[DATA SUPPLIED]:
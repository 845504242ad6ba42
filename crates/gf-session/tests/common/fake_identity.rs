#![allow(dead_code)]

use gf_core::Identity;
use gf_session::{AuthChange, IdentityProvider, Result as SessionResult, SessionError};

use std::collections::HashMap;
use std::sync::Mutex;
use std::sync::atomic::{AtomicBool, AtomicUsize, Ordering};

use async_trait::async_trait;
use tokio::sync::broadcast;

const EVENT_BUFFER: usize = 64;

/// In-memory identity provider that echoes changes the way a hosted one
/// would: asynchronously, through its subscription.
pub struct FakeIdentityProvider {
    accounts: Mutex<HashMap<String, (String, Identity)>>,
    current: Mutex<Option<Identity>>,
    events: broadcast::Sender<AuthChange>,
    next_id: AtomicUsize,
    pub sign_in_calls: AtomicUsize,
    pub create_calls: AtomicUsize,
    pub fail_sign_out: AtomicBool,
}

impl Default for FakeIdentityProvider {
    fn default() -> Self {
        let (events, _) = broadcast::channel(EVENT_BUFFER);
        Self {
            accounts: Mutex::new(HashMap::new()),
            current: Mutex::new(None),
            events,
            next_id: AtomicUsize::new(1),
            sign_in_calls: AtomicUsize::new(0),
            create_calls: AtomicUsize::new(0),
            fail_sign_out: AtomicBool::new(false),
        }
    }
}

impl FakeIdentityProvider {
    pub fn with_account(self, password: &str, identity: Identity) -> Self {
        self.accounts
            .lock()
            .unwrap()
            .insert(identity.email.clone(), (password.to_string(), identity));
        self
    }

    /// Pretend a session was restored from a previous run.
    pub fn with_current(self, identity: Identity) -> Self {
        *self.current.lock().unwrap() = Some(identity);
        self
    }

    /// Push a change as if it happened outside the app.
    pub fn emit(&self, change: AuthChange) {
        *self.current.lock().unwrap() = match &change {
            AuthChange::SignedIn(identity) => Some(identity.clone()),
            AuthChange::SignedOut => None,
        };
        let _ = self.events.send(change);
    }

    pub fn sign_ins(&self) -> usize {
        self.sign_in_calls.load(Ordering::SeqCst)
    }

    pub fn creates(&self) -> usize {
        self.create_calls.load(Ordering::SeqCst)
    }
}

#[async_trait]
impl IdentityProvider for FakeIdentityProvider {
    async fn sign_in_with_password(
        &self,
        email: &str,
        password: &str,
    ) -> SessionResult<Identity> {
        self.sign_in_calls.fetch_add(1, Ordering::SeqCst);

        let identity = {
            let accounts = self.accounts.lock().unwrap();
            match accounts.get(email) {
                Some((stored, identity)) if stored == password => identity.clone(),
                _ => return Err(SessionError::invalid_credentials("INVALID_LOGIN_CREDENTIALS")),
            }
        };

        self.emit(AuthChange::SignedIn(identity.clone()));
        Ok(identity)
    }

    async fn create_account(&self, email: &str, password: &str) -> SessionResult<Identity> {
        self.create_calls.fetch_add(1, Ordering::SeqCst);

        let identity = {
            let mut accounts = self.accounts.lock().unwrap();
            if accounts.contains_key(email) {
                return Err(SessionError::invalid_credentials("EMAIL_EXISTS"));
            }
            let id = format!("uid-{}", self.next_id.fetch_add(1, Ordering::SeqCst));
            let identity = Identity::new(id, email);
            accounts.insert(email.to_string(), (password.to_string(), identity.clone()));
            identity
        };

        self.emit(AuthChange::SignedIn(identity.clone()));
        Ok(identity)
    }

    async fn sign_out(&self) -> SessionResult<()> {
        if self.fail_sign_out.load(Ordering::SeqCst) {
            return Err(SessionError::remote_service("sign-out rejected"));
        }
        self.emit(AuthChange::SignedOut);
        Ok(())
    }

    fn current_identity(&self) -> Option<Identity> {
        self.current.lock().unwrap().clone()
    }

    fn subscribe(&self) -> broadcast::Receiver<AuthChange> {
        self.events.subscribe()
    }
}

[YOUR TASK]: Nothing but a number should be given: the count of lines above that hold "load".

[RESPONSE TO THE EXERCISE]: 3